» Data listing:
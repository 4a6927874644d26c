//! celld: cellular data daemon
//!
//! Hosts the data connection control plane for one or more SIM slots.
//!
//! - Loads candidates and the initial roster from a TOML file
//! - Runs the connectivity policy loop over the default data slot
//! - In `--simulate` mode, drives one fake radio thread per slot so the
//!   whole attempt/retry/tear-down cycle can be watched locally
//!
//! ```bash
//! RUST_LOG=celld=debug,celld_core=info celld --simulate --slots 2 --seed 7
//! celld --config /etc/celld.toml
//! ```

mod policy;
mod radio;

use std::path::PathBuf;
use std::sync::Arc;
use std::sync::atomic::{AtomicBool, Ordering};
use std::time::Duration;

use anyhow::Context as _;
use celld_common::models::{ActivationStatus, AppType, SubscriptionIdentity, SubscriptionRoster};
use celld_core::Purpose;
use celld_core::config::CelldConfig;
use celld_core::service::DataService;
use clap::Parser;
use crossbeam_channel::unbounded;
use rand::SeedableRng;
use rand::rngs::StdRng;
use tracing_subscriber::EnvFilter;

/// Cellular data daemon.
#[derive(Parser, Debug)]
#[command(name = "celld", about = "Cellular data connection daemon")]
struct Cli {
    /// TOML configuration file.
    #[arg(long)]
    config: Option<PathBuf>,

    /// Drive a simulated radio instead of waiting for a real one.
    #[arg(long, default_value_t = false)]
    simulate: bool,

    /// Slot count when no configuration file is given.
    #[arg(long, default_value_t = 1)]
    slots: usize,

    /// Seed for the simulated radio.
    #[arg(long, default_value_t = 0)]
    seed: u64,

    /// Chance per second of a simulated SIM swap on the default slot.
    #[arg(long, default_value_t = 0.0)]
    swap_rate: f64,
}

/// Candidates used when simulating without a configuration file.
const DEMO_CANDIDATES: &str = r#"
    [[candidates]]
    id = "demo-internet"
    carrier = "00101"
    apn = "internet.demo"
    purposes = ["internet", "supl"]

    [[candidates]]
    id = "demo-internet-v6"
    carrier = "00101"
    apn = "ims.demo"
    purposes = ["internet", "ims"]
    protocol = "ipv6"

    [[candidates]]
    id = "demo-mms"
    carrier = "00101"
    apn = "mms.demo"
    purposes = ["mms"]

    [[candidates]]
    id = "demo-cdma"
    carrier = "00101"
    apn = "cdma.demo"
    purposes = "*"
    bearer = "ehrpd"
"#;

fn main() -> anyhow::Result<()> {
    // ── Logging ─────────────────────────────────────────────────
    tracing_subscriber::fmt()
        .with_env_filter(
            EnvFilter::try_from_default_env().unwrap_or_else(|_| EnvFilter::new("info")),
        )
        .init();

    let cli = Cli::parse();
    let config = load_config(&cli)?;

    tracing::info!(
        slots = config.slots,
        candidates = config.candidates.len(),
        simulate = cli.simulate,
        seed = cli.seed,
        "celld starting"
    );

    let service = Arc::new(DataService::new(&config)?);
    if service.default_data_slot().is_none() {
        service.set_default_data_slot(Some(0))?;
    }

    // ── Graceful shutdown ───────────────────────────────────────
    let running = Arc::new(AtomicBool::new(true));
    {
        let running = running.clone();
        ctrlc::set_handler(move || {
            tracing::info!("received SIGINT, shutting down");
            running.store(false, Ordering::Relaxed);
        })?;
    }

    if !cli.simulate {
        tracing::info!("no radio attached; control plane idle");
        while running.load(Ordering::Relaxed) {
            std::thread::sleep(Duration::from_millis(200));
        }
        tracing::info!("celld stopped");
        return Ok(());
    }

    // ── Simulated radio, one thread per slot ────────────────────
    if config.roster.is_none() {
        service.on_roster_refresh(&demo_roster(config.slots)?)?;
    }
    let (report_tx, report_rx) = unbounded();
    let mut radios = Vec::with_capacity(config.slots);
    let mut handles = Vec::with_capacity(config.slots);
    for slot in 0..config.slots {
        let (cmd_tx, cmd_rx) = unbounded();
        handles.push(radio::spawn(
            slot,
            cli.seed,
            radio::RadioProfile::default(),
            cmd_rx,
            report_tx.clone(),
        )?);
        radios.push(cmd_tx);
    }
    drop(report_tx);

    // ── Policy loop ─────────────────────────────────────────────
    let mut policy = policy::Policy::new(
        service.clone(),
        report_rx,
        radios,
        vec![Purpose::Internet, Purpose::Mms],
        cli.swap_rate,
        StdRng::seed_from_u64(cli.seed ^ 0x5EED),
    );
    policy.start()?;
    while running.load(Ordering::Relaxed) {
        policy.step(Duration::from_millis(100));
    }

    // ── Cleanup ─────────────────────────────────────────────────
    policy.shutdown();
    drop(policy);
    for h in handles {
        if h.join().is_err() {
            tracing::error!("radio thread panicked");
        }
    }
    tracing::info!("celld stopped");
    Ok(())
}

fn load_config(cli: &Cli) -> anyhow::Result<CelldConfig> {
    match &cli.config {
        Some(path) => {
            let text = std::fs::read_to_string(path)
                .with_context(|| format!("reading {}", path.display()))?;
            CelldConfig::from_toml_str(&text).with_context(|| format!("parsing {}", path.display()))
        }
        None => {
            let candidates = if cli.simulate {
                CelldConfig::candidates_from_toml_str(DEMO_CANDIDATES)?
            } else {
                Vec::new()
            };
            anyhow::ensure!(cli.slots > 0, "--slots must be at least 1");
            Ok(CelldConfig {
                slots: cli.slots,
                candidates,
                ..CelldConfig::default()
            })
        }
    }
}

/// Slot 0 holds a USIM; any further slots hold CSIMs.
fn demo_roster(slots: usize) -> anyhow::Result<SubscriptionRoster> {
    let mut roster = SubscriptionRoster::new(slots);
    for slot in 0..slots {
        let app_type = if slot == 0 { AppType::Usim } else { AppType::Csim };
        let gsm = slot == 0;
        roster = roster.with_slot(
            slot,
            SubscriptionIdentity {
                slot: Some(slot),
                gsm_app_index: gsm.then_some(0),
                cdma_app_index: (!gsm).then_some(0),
                app_type,
                app_label: Some(format!("Demo {app_type}")),
                iccid: Some(format!("8900101000000000{slot:03}")),
                status: ActivationStatus::Activated,
                ..Default::default()
            },
        )?;
    }
    Ok(roster)
}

» Work instructions:
The range runs from the line above containing "use anyhow::Context as _;" to the line containing "a configuration file.", inclusive. Restate those lines word for word and no others.

» Solution to this exercise:
use anyhow::Context as _;
use celld_common::models::{ActivationStatus, AppType, SubscriptionIdentity, SubscriptionRoster};
use celld_core::Purpose;
use celld_core::config::CelldConfig;
use celld_core::service::DataService;
use clap::Parser;
use crossbeam_channel::unbounded;
use rand::SeedableRng;
use rand::rngs::StdRng;
use tracing_subscriber::EnvFilter;

/// Cellular data daemon.
#[derive(Parser, Debug)]
#[command(name = "celld", about = "Cellular data connection daemon")]
struct Cli {
    /// TOML configuration file.
    #[arg(long)]
    config: Option<PathBuf>,

    /// Drive a simulated radio instead of waiting for a real one.
    #[arg(long, default_value_t = false)]
    simulate: bool,

    /// Slot count when no configuration file is given.
    #[arg(long, default_value_t = 1)]
    slots: usize,

    /// Seed for the simulated radio.
    #[arg(long, default_value_t = 0)]
    seed: u64,

    /// Chance per second of a simulated SIM swap on the default slot.
    #[arg(long, default_value_t = 0.0)]
    swap_rate: f64,
}

/// Candidates used when simulating without a configuration file.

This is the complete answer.